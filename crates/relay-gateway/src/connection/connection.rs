//! Individual client connection
//!
//! A `Connection` is the shareable handle to one client: its identity, its
//! username, and the queue feeding the task that owns the socket's write half.
//! The socket itself is never shared.

use bytes::Bytes;
use chrono::{DateTime, Utc};
use std::net::SocketAddr;
use std::sync::atomic::{AtomicBool, Ordering};
use std::sync::Arc;
use std::time::Duration;
use tokio::sync::mpsc::error::{SendTimeoutError, TrySendError};
use tokio::sync::{mpsc, Notify};
use uuid::Uuid;

/// Opaque, unique identity of one accepted connection
#[derive(Debug, Clone, Copy, PartialEq, Eq, Hash)]
pub struct ConnectionId(Uuid);

impl ConnectionId {
    /// Generate a new connection ID
    #[must_use]
    pub fn generate() -> Self {
        Self(Uuid::new_v4())
    }
}

impl std::fmt::Display for ConnectionId {
    fn fmt(&self, f: &mut std::fmt::Formatter<'_>) -> std::fmt::Result {
        self.0.fmt(f)
    }
}

/// Item consumed by a connection's writer task
#[derive(Debug, Clone)]
pub enum Outbound {
    /// A fully encoded frame, written whole
    Frame(Bytes),
    /// Shut the write half down after everything queued before it
    Close,
}

/// Why a frame could not be queued for a connection
#[derive(Debug, Clone, Copy, PartialEq, Eq, thiserror::Error)]
pub enum SendError {
    #[error("connection writer has stopped")]
    Closed,
    #[error("connection queue stayed full past the send timeout")]
    TimedOut,
}

/// A registered client connection
pub struct Connection {
    /// Unique connection ID
    id: ConnectionId,

    /// Username sent in the handshake (not unique)
    username: String,

    /// Remote address
    peer_addr: SocketAddr,

    /// Queue to the writer task
    sender: mpsc::Sender<Outbound>,

    /// Set once the connection has been told to close
    closing: AtomicBool,

    /// Wakes the connection handler when the queue cannot carry a close
    shutdown: Notify,

    /// Handshake completion time
    connected_at: DateTime<Utc>,
}

impl Connection {
    /// Create a new connection handle
    pub fn new(username: String, peer_addr: SocketAddr, sender: mpsc::Sender<Outbound>) -> Arc<Self> {
        Arc::new(Self {
            id: ConnectionId::generate(),
            username,
            peer_addr,
            sender,
            closing: AtomicBool::new(false),
            shutdown: Notify::new(),
            connected_at: Utc::now(),
        })
    }

    /// Get the connection ID
    pub fn id(&self) -> ConnectionId {
        self.id
    }

    /// Get the username
    pub fn username(&self) -> &str {
        &self.username
    }

    /// Get the remote address
    pub fn peer_addr(&self) -> SocketAddr {
        self.peer_addr
    }

    /// Get the handshake time
    pub fn connected_at(&self) -> DateTime<Utc> {
        self.connected_at
    }

    /// Queue an encoded frame, waiting at most `timeout` for room
    pub async fn send(&self, frame: Bytes, timeout: Duration) -> Result<(), SendError> {
        if self.is_closing() {
            return Err(SendError::Closed);
        }

        self.sender
            .send_timeout(Outbound::Frame(frame), timeout)
            .await
            .map_err(|e| match e {
                SendTimeoutError::Timeout(_) => SendError::TimedOut,
                SendTimeoutError::Closed(_) => SendError::Closed,
            })
    }

    /// Ask the connection to close
    ///
    /// Frames queued earlier are still written. If the queue is full or the
    /// writer is gone, the handler is woken directly instead.
    pub fn close(&self) {
        if self.closing.swap(true, Ordering::SeqCst) {
            return;
        }

        match self.sender.try_send(Outbound::Close) {
            Ok(()) => {}
            Err(TrySendError::Full(_) | TrySendError::Closed(_)) => self.shutdown.notify_one(),
        }
    }

    /// Whether `close` has been called
    pub fn is_closing(&self) -> bool {
        self.closing.load(Ordering::SeqCst)
    }

    /// Resolves when the connection must be torn down without draining its queue
    pub async fn shutdown_requested(&self) {
        self.shutdown.notified().await;
    }

    /// Check if the writer task has stopped
    pub fn is_closed(&self) -> bool {
        self.sender.is_closed()
    }
}

impl std::fmt::Debug for Connection {
    fn fmt(&self, f: &mut std::fmt::Formatter<'_>) -> std::fmt::Result {
        f.debug_struct("Connection")
            .field("id", &self.id)
            .field("username", &self.username)
            .field("peer_addr", &self.peer_addr)
            .field("connected_at", &self.connected_at)
            .finish()
    }
}
//! Relay Integration Tests
//!
//! Each test starts its own relay on a loopback port with a fresh storage
//! directory, then drives it with real TCP clients.
//!
//! Run with: cargo test -p integration-tests --test relay_tests

use integration_tests::{fixtures::*, TestServer};
use relay_gateway::handlers::AdminHandler;
use relay_gateway::protocol::{EmojiPayload, FilePayload, Frame, FORCED_LOGOUT};
use serde_json::json;
use tokio::io::{AsyncReadExt, AsyncWriteExt};
use tokio::net::TcpStream;

/// Frames that carry user traffic rather than presence or listings
fn is_relayed(frame: &Frame) -> bool {
    match frame {
        Frame::Text(text) => !matches!(
            text.message_type(),
            Some("users_list" | "files_list" | "server_message")
        ),
        Frame::Emoji(_) | Frame::File(_) => true,
    }
}

// ============================================================================
// Session Tests
// ============================================================================

#[tokio::test]
async fn test_join_sequence() {
    let server = TestServer::start().await.expect("Failed to start server");
    let mut alice = server.connect("alice").await.unwrap();
    let mut bob = server.connect("bob").await.unwrap();

    let notice = alice.recv_json_type("server_message").await.unwrap();
    assert_eq!(notice["content"], "SERVER: bob 加入了聊天室");

    let users = alice.recv_json_type("users_list").await.unwrap();
    assert_eq!(users, json!({"type": "users_list", "users": ["alice", "bob"]}));

    let files = alice.recv_json_type("files_list").await.unwrap();
    assert_eq!(files, json!({"type": "files_list", "files": []}));

    bob.expect_none(is_relayed).await.unwrap();
    server.wait_for_users(&["alice", "bob"]).await.unwrap();
}

#[tokio::test]
async fn test_empty_username_is_refused() {
    let server = TestServer::start().await.expect("Failed to start server");

    let mut stream = TcpStream::connect(server.addr).await.unwrap();
    stream.write_all(b"  \r\n").await.unwrap();

    let mut buf = [0u8; 64];
    let n = tokio::time::timeout(integration_tests::RECV_TIMEOUT, stream.read(&mut buf))
        .await
        .expect("server should close the connection")
        .unwrap_or(0);
    assert_eq!(n, 0);
    assert!(server.state.registry().is_empty());
}

#[tokio::test]
async fn test_disconnect_announces_departure() {
    let server = TestServer::start().await.expect("Failed to start server");
    let mut alice = server.connect("alice").await.unwrap();
    let bob = server.connect("bob").await.unwrap();

    bob.disconnect().await.unwrap();

    alice.recv_notice("SERVER: bob 已离开聊天室").await.unwrap();
    server.wait_for_users(&["alice"]).await.unwrap();
}

#[tokio::test]
async fn test_concurrent_joins() {
    let server = TestServer::start().await.expect("Failed to start server");

    let mut handles = Vec::new();
    for _ in 0..12 {
        let addr = server.addr;
        handles.push(tokio::spawn(async move {
            integration_tests::TestClient::connect(addr, &unique_username("user")).await
        }));
    }

    let mut clients = Vec::new();
    for handle in handles {
        clients.push(handle.await.unwrap().unwrap());
    }

    assert_eq!(server.state.registry().len(), 12);
    let mut names = server.state.registry().all_usernames();
    names.sort();
    names.dedup();
    assert_eq!(names.len(), 12);
}

// ============================================================================
// Chat Tests
// ============================================================================

#[tokio::test]
async fn test_broadcast_message() {
    let server = TestServer::start().await.expect("Failed to start server");
    let mut alice = server.connect("alice").await.unwrap();
    let mut bob = server.connect("bob").await.unwrap();

    alice
        .send_json(&json!({"type": "message", "content": "hi", "to": "所有人"}))
        .await
        .unwrap();

    let message = bob.recv_json_type("message").await.unwrap();
    assert_eq!(message, json!({"type": "message", "from": "alice", "content": "hi"}));

    alice.expect_none(is_relayed).await.unwrap();
}

#[tokio::test]
async fn test_message_without_recipient_goes_to_everyone() {
    let server = TestServer::start().await.expect("Failed to start server");
    let mut alice = server.connect("alice").await.unwrap();
    let mut bob = server.connect("bob").await.unwrap();

    alice
        .send_json(&json!({"type": "message", "content": "legacy"}))
        .await
        .unwrap();

    let message = bob.recv_json_type("message").await.unwrap();
    assert_eq!(message["content"], "legacy");
}

#[tokio::test]
async fn test_private_message() {
    let server = TestServer::start().await.expect("Failed to start server");
    let mut alice = server.connect("alice").await.unwrap();
    let mut bob = server.connect("bob").await.unwrap();
    let mut carol = server.connect("carol").await.unwrap();

    alice
        .send_json(&json!({"type": "message", "content": "psst", "to": "bob"}))
        .await
        .unwrap();

    let message = bob.recv_json_type("private_message").await.unwrap();
    assert_eq!(
        message,
        json!({"type": "private_message", "from": "alice", "content": "psst"})
    );

    carol.expect_none(is_relayed).await.unwrap();
    alice.expect_none(is_relayed).await.unwrap();
}

#[tokio::test]
async fn test_unicast_to_unknown_user_is_a_no_op() {
    let server = TestServer::start().await.expect("Failed to start server");
    let mut alice = server.connect("alice").await.unwrap();
    let mut bob = server.connect("bob").await.unwrap();

    alice
        .send_json(&json!({"type": "message", "content": "hello?", "to": "ghost"}))
        .await
        .unwrap();
    alice
        .send_json(&json!({"type": "game_invite", "to": "ghost"}))
        .await
        .unwrap();

    alice.expect_none(is_relayed).await.unwrap();
    bob.expect_none(is_relayed).await.unwrap();
    alice
        .expect_none(|f| matches!(f, Frame::Text(t) if t.text().contains("rejected")))
        .await
        .unwrap();
}

#[tokio::test]
async fn test_plain_text_is_relayed() {
    let server = TestServer::start().await.expect("Failed to start server");
    let mut alice = server.connect("alice").await.unwrap();
    let mut bob = server.connect("bob").await.unwrap();

    alice.send_raw("hello everyone".as_bytes()).await.unwrap();

    let frame = bob.recv_until(is_relayed).await.unwrap();
    let Frame::Text(text) = frame else {
        panic!("expected text frame");
    };
    assert!(text.json().is_none());
    assert_eq!(text.text(), "hello everyone");
}

#[tokio::test]
async fn test_unknown_type_is_rejected() {
    let server = TestServer::start().await.expect("Failed to start server");
    let mut alice = server.connect("alice").await.unwrap();
    let mut bob = server.connect("bob").await.unwrap();
    alice.settle_join("bob").await.unwrap();

    alice
        .send_json(&json!({"type": "teleport", "to": "bob"}))
        .await
        .unwrap();

    let notice = alice.recv_json_type("server_message").await.unwrap();
    let content = notice["content"].as_str().unwrap();
    assert!(content.starts_with("rejected message: teleport"), "{content}");

    bob.expect_none(is_relayed).await.unwrap();

    // The connection stays usable
    alice
        .send_json(&json!({"type": "message", "content": "still here", "to": "所有人"}))
        .await
        .unwrap();
    assert_eq!(bob.recv_json_type("message").await.unwrap()["content"], "still here");
}

#[tokio::test]
async fn test_closed_recipient_does_not_block_others() {
    let server = TestServer::start().await.expect("Failed to start server");
    let mut alice = server.connect("alice").await.unwrap();
    let mut bob = server.connect("bob").await.unwrap();
    let carol = server.connect("carol").await.unwrap();

    drop(carol);

    alice
        .send_json(&json!({"type": "message", "content": "anyone?", "to": "所有人"}))
        .await
        .unwrap();

    assert_eq!(bob.recv_json_type("message").await.unwrap()["content"], "anyone?");
    server.wait_for_users(&["alice", "bob"]).await.unwrap();
    alice.recv_notice("SERVER: carol 已离开聊天室").await.unwrap();
}

// ============================================================================
// Game Tests
// ============================================================================

#[tokio::test]
async fn test_game_invite_and_response() {
    let server = TestServer::start().await.expect("Failed to start server");
    let mut alice = server.connect("alice").await.unwrap();
    let mut bob = server.connect("bob").await.unwrap();

    alice
        .send_json(&json!({"type": "game_invite", "to": "bob"}))
        .await
        .unwrap();
    let invite = bob.recv_json_type("game_invite").await.unwrap();
    assert_eq!(invite, json!({"type": "game_invite", "from": "alice", "to": "bob"}));

    bob.send_json(&json!({"type": "game_invite_response", "to": "alice", "accepted": true}))
        .await
        .unwrap();
    let response = alice.recv_json_type("game_invite_response").await.unwrap();
    assert_eq!(
        response,
        json!({"type": "game_invite_response", "from": "bob", "to": "alice", "accepted": true})
    );
}

#[tokio::test]
async fn test_game_moves_are_relayed() {
    let server = TestServer::start().await.expect("Failed to start server");
    let mut alice = server.connect("alice").await.unwrap();
    let mut bob = server.connect("bob").await.unwrap();

    alice
        .send_json(&json!({"type": "game_move", "to": "bob", "action": "move", "x": 7, "y": 7}))
        .await
        .unwrap();
    let mv = bob.recv_json_type("game_move").await.unwrap();
    assert_eq!(
        mv,
        json!({"type": "game_move", "from": "alice", "to": "bob", "action": "move", "x": 7, "y": 7})
    );

    bob.send_json(&json!({"type": "game_move", "to": "alice", "action": "draw_request"}))
        .await
        .unwrap();
    let draw = alice.recv_json_type("game_move").await.unwrap();
    assert_eq!(draw["action"], "draw_request");
    assert_eq!(draw["from"], "bob");

    alice
        .send_json(&json!({"type": "game_move", "to": "bob", "action": "draw_response", "accepted": false}))
        .await
        .unwrap();
    let answer = bob.recv_json_type("game_move").await.unwrap();
    assert_eq!(answer["accepted"], false);
}

// ============================================================================
// Attachment Tests
// ============================================================================

#[tokio::test]
async fn test_emoji_relay() {
    let server = TestServer::start().await.expect("Failed to start server");
    let mut alice = server.connect("alice").await.unwrap();
    let mut bob = server.connect("bob").await.unwrap();
    let image = sample_bytes(4096);

    alice
        .send_frame(&Frame::Emoji(EmojiPayload::new("所有人", image.clone())))
        .await
        .unwrap();

    let frame = bob.recv_until(|f| matches!(f, Frame::Emoji(_))).await.unwrap();
    let Frame::Emoji(emoji) = frame else {
        panic!("expected emoji frame");
    };
    assert_eq!(emoji.from.as_deref(), Some("alice"));
    assert_eq!(emoji.image, image);

    alice.expect_none(is_relayed).await.unwrap();
}

#[tokio::test]
async fn test_upload_download_delete() {
    let server = TestServer::start().await.expect("Failed to start server");
    let mut alice = server.connect("alice").await.unwrap();
    let mut bob = server.connect("bob").await.unwrap();
    alice.settle_join("bob").await.unwrap();
    let filename = unique_filename("bin");
    let content = sample_bytes(100_000);

    alice
        .send_frame(&Frame::File(FilePayload::transfer(&filename, "所有人", content.clone())))
        .await
        .unwrap();

    let expected = json!({"type": "files_list", "files": [filename.clone()]});
    assert_eq!(bob.recv_json_type("files_list").await.unwrap(), expected);
    assert_eq!(alice.recv_json_type("files_list").await.unwrap(), expected);
    assert_eq!(std::fs::read(server.storage().join(&filename)).unwrap(), content);

    bob.send_frame(&Frame::File(FilePayload::download_request(
        &filename,
        Some("downloads/copy.bin".to_string()),
    )))
    .await
    .unwrap();

    let frame = bob.recv_until(|f| matches!(f, Frame::File(_))).await.unwrap();
    let Frame::File(file) = frame else {
        panic!("expected file frame");
    };
    assert_eq!(file.filename, filename);
    assert_eq!(file.content, content);
    assert_eq!(file.save_path.as_deref(), Some("downloads/copy.bin"));

    let listing = AdminHandler::delete_file(&server.state, &filename).await.unwrap();
    assert!(listing.is_empty());
    assert_eq!(
        bob.recv_json_type("files_list").await.unwrap(),
        json!({"type": "files_list", "files": []})
    );
    assert!(!server.storage().join(&filename).exists());
}

#[tokio::test]
async fn test_download_missing_file() {
    let server = TestServer::start().await.expect("Failed to start server");
    let mut alice = server.connect("alice").await.unwrap();

    alice
        .send_frame(&Frame::File(FilePayload::download_request("nope.txt", None)))
        .await
        .unwrap();

    alice.recv_notice("file not found: nope.txt").await.unwrap();
}

#[tokio::test]
async fn test_upload_with_path_is_rejected() {
    let server = TestServer::start().await.expect("Failed to start server");
    let mut alice = server.connect("alice").await.unwrap();

    alice
        .send_frame(&Frame::File(FilePayload::transfer("../escape.txt", "所有人", b"x".to_vec())))
        .await
        .unwrap();

    alice.recv_notice("invalid filename: ../escape.txt").await.unwrap();
    assert!(server.state.files().listing().is_empty());
}

#[tokio::test]
async fn test_private_file_is_forwarded_not_stored() {
    let server = TestServer::start().await.expect("Failed to start server");
    let mut alice = server.connect("alice").await.unwrap();
    let mut bob = server.connect("bob").await.unwrap();
    let mut carol = server.connect("carol").await.unwrap();
    let filename = unique_filename("txt");

    alice
        .send_frame(&Frame::File(FilePayload::transfer(&filename, "bob", b"secret".to_vec())))
        .await
        .unwrap();

    let frame = bob.recv_until(|f| matches!(f, Frame::File(_))).await.unwrap();
    let Frame::File(file) = frame else {
        panic!("expected file frame");
    };
    assert_eq!(file.from.as_deref(), Some("alice"));
    assert_eq!(file.content, b"secret");

    carol.expect_none(is_relayed).await.unwrap();
    assert!(!server.storage().join(&filename).exists());
    assert!(server.state.files().listing().is_empty());
}

// ============================================================================
// Admin Tests
// ============================================================================

#[tokio::test]
async fn test_kick() {
    let server = TestServer::start().await.expect("Failed to start server");
    let mut alice = server.connect("alice").await.unwrap();
    let mut bob = server.connect("bob").await.unwrap();

    assert!(AdminHandler::kick(&server.state, "bob").await);

    bob.recv_notice(FORCED_LOGOUT).await.unwrap();
    bob.expect_closed().await.unwrap();

    assert_eq!(server.state.registry().all_usernames(), vec!["alice"]);
    alice
        .recv_until(|f| {
            matches!(f, Frame::Text(t)
                if t.message_type() == Some("users_list")
                    && t.json().is_some_and(|v| v["users"] == json!(["alice"])))
        })
        .await
        .unwrap();
    alice.recv_notice("SERVER: bob 已离开聊天室").await.unwrap();

    assert!(!AdminHandler::kick(&server.state, "bob").await);
}
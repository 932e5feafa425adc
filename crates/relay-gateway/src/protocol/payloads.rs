//! Binary payload definitions
//!
//! Payloads carried inside emoji and file frames. They are serialized with
//! bincode's standard configuration, so field order is part of the wire
//! contract and every field is always present (optional fields encode as an
//! explicit `None`).

use super::{CodecError, Recipient, DEFAULT_MAX_FRAME_LEN};
use bincode::config;
use serde::{de::DeserializeOwned, Deserialize, Serialize};

/// Serialize a payload for a binary frame
pub fn encode_payload<T: Serialize>(payload: &T) -> Result<Vec<u8>, CodecError> {
    bincode::serde::encode_to_vec(payload, config::standard()).map_err(CodecError::Encode)
}

/// Deserialize a binary frame payload; trailing bytes are rejected
///
/// Length fields inside the payload are checked against the frame ceiling
/// before anything is allocated for them.
pub fn decode_payload<T: DeserializeOwned>(bytes: &[u8]) -> Result<T, CodecError> {
    let config = config::standard().with_limit::<DEFAULT_MAX_FRAME_LEN>();
    let (payload, consumed) =
        bincode::serde::decode_from_slice(bytes, config).map_err(CodecError::Decode)?;
    if consumed != bytes.len() {
        return Err(CodecError::TrailingBytes {
            consumed,
            total: bytes.len(),
        });
    }
    Ok(payload)
}

/// Payload for an emoji frame
#[derive(Debug, Clone, PartialEq, Eq, Serialize, Deserialize)]
pub struct EmojiPayload {
    /// Always "emoji"
    #[serde(rename = "type")]
    pub kind: String,
    /// Recipient username, or the broadcast keyword
    pub to: Option<String>,
    /// Raw image bytes, relayed untouched
    pub image: Vec<u8>,
    /// Sender username, injected by the relay
    pub from: Option<String>,
}

impl EmojiPayload {
    pub const KIND: &'static str = "emoji";

    /// Create an emoji addressed to `to`
    #[must_use]
    pub fn new(to: impl Into<String>, image: Vec<u8>) -> Self {
        Self {
            kind: Self::KIND.to_string(),
            to: Some(to.into()),
            image,
            from: None,
        }
    }

    /// Resolve the addressee (missing `to` means everyone)
    #[must_use]
    pub fn recipient(&self) -> Recipient {
        Recipient::from_field(self.to.as_deref())
    }
}

/// Requested file operation
#[derive(Debug, Clone, Copy, PartialEq, Eq, Serialize, Deserialize)]
#[serde(rename_all = "snake_case")]
pub enum FileAction {
    /// Fetch a stored file by name
    Download,
}

/// Payload for a file frame
///
/// The same shape serves three purposes: an upload or private transfer
/// (`action` is `None`, `content` carries the bytes), a download request
/// (`action` is `Download`, `content` is empty), and a download response
/// (`content` and `save_path` filled in by the relay).
#[derive(Debug, Clone, PartialEq, Eq, Serialize, Deserialize)]
pub struct FilePayload {
    /// Always "file"
    #[serde(rename = "type")]
    pub kind: String,
    pub filename: String,
    pub to: Option<String>,
    pub content: Vec<u8>,
    pub action: Option<FileAction>,
    pub save_path: Option<String>,
    pub from: Option<String>,
}

impl FilePayload {
    pub const KIND: &'static str = "file";

    /// Create an upload (to everyone) or a private transfer (to one user)
    #[must_use]
    pub fn transfer(filename: impl Into<String>, to: impl Into<String>, content: Vec<u8>) -> Self {
        Self {
            kind: Self::KIND.to_string(),
            filename: filename.into(),
            to: Some(to.into()),
            content,
            action: None,
            save_path: None,
            from: None,
        }
    }

    /// Create a download request
    #[must_use]
    pub fn download_request(filename: impl Into<String>, save_path: Option<String>) -> Self {
        Self {
            kind: Self::KIND.to_string(),
            filename: filename.into(),
            to: None,
            content: Vec::new(),
            action: Some(FileAction::Download),
            save_path,
            from: None,
        }
    }

    /// Create the response to a download request
    #[must_use]
    pub fn download_response(filename: impl Into<String>, content: Vec<u8>, save_path: String) -> Self {
        Self {
            kind: Self::KIND.to_string(),
            filename: filename.into(),
            to: None,
            content,
            action: None,
            save_path: Some(save_path),
            from: None,
        }
    }

    /// Whether this is a download request
    #[must_use]
    pub fn is_download(&self) -> bool {
        self.action == Some(FileAction::Download)
    }

    /// Resolve the addressee (missing `to` means everyone)
    #[must_use]
    pub fn recipient(&self) -> Recipient {
        Recipient::from_field(self.to.as_deref())
    }
}
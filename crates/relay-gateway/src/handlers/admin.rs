//! Operator actions
//!
//! Kicking users and managing stored files, driven from the admin console.

use super::{HandlerResult, PresenceHandler};
use crate::connection::ConnectionId;
use crate::protocol::ServerMessage;
use crate::server::RelayState;
use chrono::{DateTime, Utc};
use std::net::SocketAddr;

/// One connected session as shown to the operator
#[derive(Debug, Clone, PartialEq, Eq)]
pub struct SessionSummary {
    pub id: ConnectionId,
    pub username: String,
    pub peer_addr: SocketAddr,
    pub connected_at: DateTime<Utc>,
}

/// Handles operator commands
pub struct AdminHandler;

impl AdminHandler {
    /// Force the first session named `username` off the relay
    ///
    /// The client receives the forced-logout notice before its socket is
    /// closed. Returns `false` if nobody by that name is connected.
    pub async fn kick(state: &RelayState, username: &str) -> bool {
        let Some(connection) = state.registry().lookup_by_username(username) else {
            tracing::warn!(username = %username, "Kick failed: user not connected");
            return false;
        };

        match ServerMessage::forced_logout().encode() {
            Ok(frame) => {
                state.dispatcher().to_connection(&connection, frame).await;
            }
            Err(e) => tracing::error!(error = %e, "Failed to encode forced logout notice"),
        }

        connection.close();
        PresenceHandler::leave(state, connection.id()).await;

        tracing::info!(
            connection_id = %connection.id(),
            username = %username,
            "User kicked"
        );
        true
    }

    /// Delete a stored file and publish the new listing to everyone
    pub async fn delete_file(state: &RelayState, filename: &str) -> HandlerResult<Vec<String>> {
        let listing = state.files().delete(filename).await?;
        tracing::info!(filename = %filename, "File deleted");

        state.dispatcher().files_list(listing.clone()).await?;
        Ok(listing)
    }

    /// Connected sessions in registration order
    pub fn users(state: &RelayState) -> Vec<SessionSummary> {
        state
            .registry()
            .snapshot()
            .into_iter()
            .map(|c| SessionSummary {
                id: c.id(),
                username: c.username().to_string(),
                peer_addr: c.peer_addr(),
                connected_at: c.connected_at(),
            })
            .collect()
    }

    /// Cached storage listing
    pub fn files(state: &RelayState) -> Vec<String> {
        state.files().listing()
    }
}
====================
I need every line of the material that includes "PartialEq", so please copy them out.

#[derive(Debug, Clone, Copy, PartialEq, Eq, Hash)]
#[derive(Debug, Clone, Copy, PartialEq, Eq, thiserror::Error)]
#[derive(Debug, Clone, PartialEq, Eq, Serialize, Deserialize)]
#[derive(Debug, Clone, Copy, PartialEq, Eq, Serialize, Deserialize)]
#[derive(Debug, Clone, PartialEq, Eq, Serialize, Deserialize)]
#[derive(Debug, Clone, PartialEq, Eq)]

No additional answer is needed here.